Stable isotope record of planktonic foraminifera of the Atlantic Ocean

The thermal structure of the upper ocean (0-1000 m) is set by surface heat fluxes, shallow wind-driven circulation, and the deeper thermohaline circulation. Its long-term variability can be reconstructed using deep-dwelling planktonic foraminifera that record subsurface conditions. Here we used six species (Neogloboquadrina dutertrei, Globorotalia tumida, Globorotalia inflata, Globorotalia truncatulinoides, Globorotalia hirsuta, and Globorotalia crassaformis) from 66 core tops along a meridional transect spanning the mid-Atlantic (42°N to 25°S) to develop a method for reconstructing past thermocline conditions. We estimated the calcification depths from d18O measurements and the Mg/Ca-temperature relationships for each species. This systematic strategy over this large latitudinal section reveals distinct populations with different Mg/Ca-temperature relationships for G. inflata, G. truncatulinoides, and G. hirsuta in different areas. The calcification depths do not differ among the different populations, except for G. hirsuta, where the northern population calcifies much shallower than the southern population. N. dutertrei and G. tumida show a remarkably constant calcification depth independent of oceanographic conditions.

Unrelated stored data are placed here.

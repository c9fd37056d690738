mod common;

use std::sync::Arc;
use std::time::Duration;

use bibbi_reactor::stream::{BehaviorSubject, Observable, PublishSubject, StreamError};
use common::*;

fn delayed(value: u32, ms: u64) -> Observable<u32> {
    Observable::from_future(move || async move {
        tokio::time::sleep(Duration::from_millis(ms)).await;
        value
    })
}

#[tokio::test(start_paused = true)]
async fn flat_map_emits_in_arrival_order() {
    let source = Observable::from_iter([30u64, 10, 20]);
    let merged = source.flat_map(|ms| delayed(ms as u32, ms));
    let recorder = Recorder::attach(&merged);

    tokio::time::sleep(Duration::from_millis(50)).await;

    assert_eq!(recorder.values(), vec![10, 20, 30]);
    assert!(recorder.is_completed());
}

#[tokio::test(start_paused = true)]
async fn concat_waits_for_each_source() {
    let chained = Observable::concat([delayed(1, 30), delayed(2, 10)]);
    let recorder = Recorder::attach(&chained);

    tokio::time::sleep(Duration::from_millis(35)).await;
    assert_eq!(recorder.values(), vec![1]);

    tokio::time::sleep(Duration::from_millis(10)).await;
    assert_eq!(recorder.values(), vec![1, 2]);
    assert!(recorder.is_completed());
}

#[tokio::test(start_paused = true)]
async fn cancelling_aborts_pending_future() {
    let recorder = Recorder::attach(&delayed(7, 20));
    recorder.subscription.cancel();

    tokio::time::sleep(Duration::from_millis(50)).await;
    assert_eq!(recorder.len(), 0);
}

#[test]
fn from_future_outside_runtime_fails() {
    let recorder = Recorder::attach(&delayed(1, 1));
    assert!(matches!(
        recorder.error(),
        Some(StreamError::NoRuntime { .. })
    ));
}

#[test]
fn error_ends_stream_and_skips_later_values() {
    let subject = PublishSubject::new();
    let recorder = Recorder::attach(&subject.observable().map(|n: i32| n * 2));

    subject.on_next(1);
    subject.on_error(StreamError::msg("lost"));
    subject.on_next(2);

    assert_eq!(recorder.values(), vec![2]);
    assert_eq!(recorder.error().map(|e| e.to_string()), Some("lost".into()));
    assert!(recorder.subscription.is_cancelled());
}

#[test]
fn catch_error_switches_to_fallback() {
    let failing = Observable::concat([
        Observable::just(1),
        Observable::error(StreamError::msg("offline")),
    ]);
    let recovered = failing.catch_error(|_| Observable::from_iter([8, 9]));
    let recorder = Recorder::attach(&recovered);

    assert_eq!(recorder.values(), vec![1, 8, 9]);
    assert!(recorder.is_completed());
}

#[test]
fn skip_until_and_take_until_gate_values() {
    let values = PublishSubject::new();
    let open = PublishSubject::<()>::new();
    let close = PublishSubject::<()>::new();
    let gated = values
        .observable()
        .skip_until(&open.observable())
        .take_until(&close.observable());
    let recorder = Recorder::attach(&gated);

    values.on_next("before");
    open.on_next(());
    values.on_next("during");
    close.on_next(());
    values.on_next("after");

    assert_eq!(recorder.values(), vec!["during"]);
    assert!(recorder.is_completed());
}

#[test]
fn distinct_until_changed_drops_repeats() {
    let subject = BehaviorSubject::new(0);
    let recorder = Recorder::attach(&subject.observable().distinct_until_changed());
    for n in [0, 1, 1, 2, 2, 2, 1] {
        subject.on_next(n);
    }
    assert_eq!(recorder.values(), vec![0, 1, 2, 1]);
}

#[tokio::test(start_paused = true)]
async fn throttle_keeps_first_value_per_window() {
    let subject = PublishSubject::new();
    let recorder = Recorder::attach(&subject.observable().throttle(Duration::from_millis(100)));

    subject.on_next(1);
    subject.on_next(2);
    tokio::time::sleep(Duration::from_millis(50)).await;
    subject.on_next(3);
    tokio::time::sleep(Duration::from_millis(60)).await;
    subject.on_next(4);

    assert_eq!(recorder.values(), vec![1, 4]);
}

#[tokio::test(start_paused = true)]
async fn debounce_emits_after_quiet_period() {
    let subject = PublishSubject::new();
    let recorder = Recorder::attach(&subject.observable().debounce(Duration::from_millis(100)));

    subject.on_next("h");
    tokio::time::sleep(Duration::from_millis(40)).await;
    subject.on_next("he");
    tokio::time::sleep(Duration::from_millis(40)).await;
    subject.on_next("hey");
    tokio::time::sleep(Duration::from_millis(150)).await;

    assert_eq!(recorder.values(), vec!["hey"]);
}

#[test]
fn merged_threads_deliver_one_at_a_time() {
    let left = PublishSubject::new();
    let right = PublishSubject::new();
    let in_flight = Arc::new(std::sync::atomic::AtomicUsize::new(0));
    let overlaps = Arc::new(std::sync::atomic::AtomicUsize::new(0));

    let merged = Observable::merge([left.observable(), right.observable()]);
    let _sub = merged.subscribe_next({
        let in_flight = Arc::clone(&in_flight);
        let overlaps = Arc::clone(&overlaps);
        move |_: u32| {
            use std::sync::atomic::Ordering;
            if in_flight.fetch_add(1, Ordering::SeqCst) > 0 {
                overlaps.fetch_add(1, Ordering::SeqCst);
            }
            std::thread::yield_now();
            in_flight.fetch_sub(1, Ordering::SeqCst);
        }
    });

    let handles: Vec<_> = [left, right]
        .into_iter()
        .map(|subject| {
            std::thread::spawn(move || {
                for n in 0..200 {
                    subject.on_next(n);
                }
            })
        })
        .collect();
    for handle in handles {
        handle.join().unwrap();
    }

    assert_eq!(overlaps.load(std::sync::atomic::Ordering::SeqCst), 0);
}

The deepest dweller, G. crassaformis, apparently calcifies in the oxygen-depleted zone, where it may find refuge from predators and abundant aggregated matter to feed on. We found a good match between its calcification depth and the 3.2 ml/l oxygen level. The results of this multispecies, multiproxy study can now be applied down-core to facilitate the reconstruction of open-ocean thermocline changes in the past.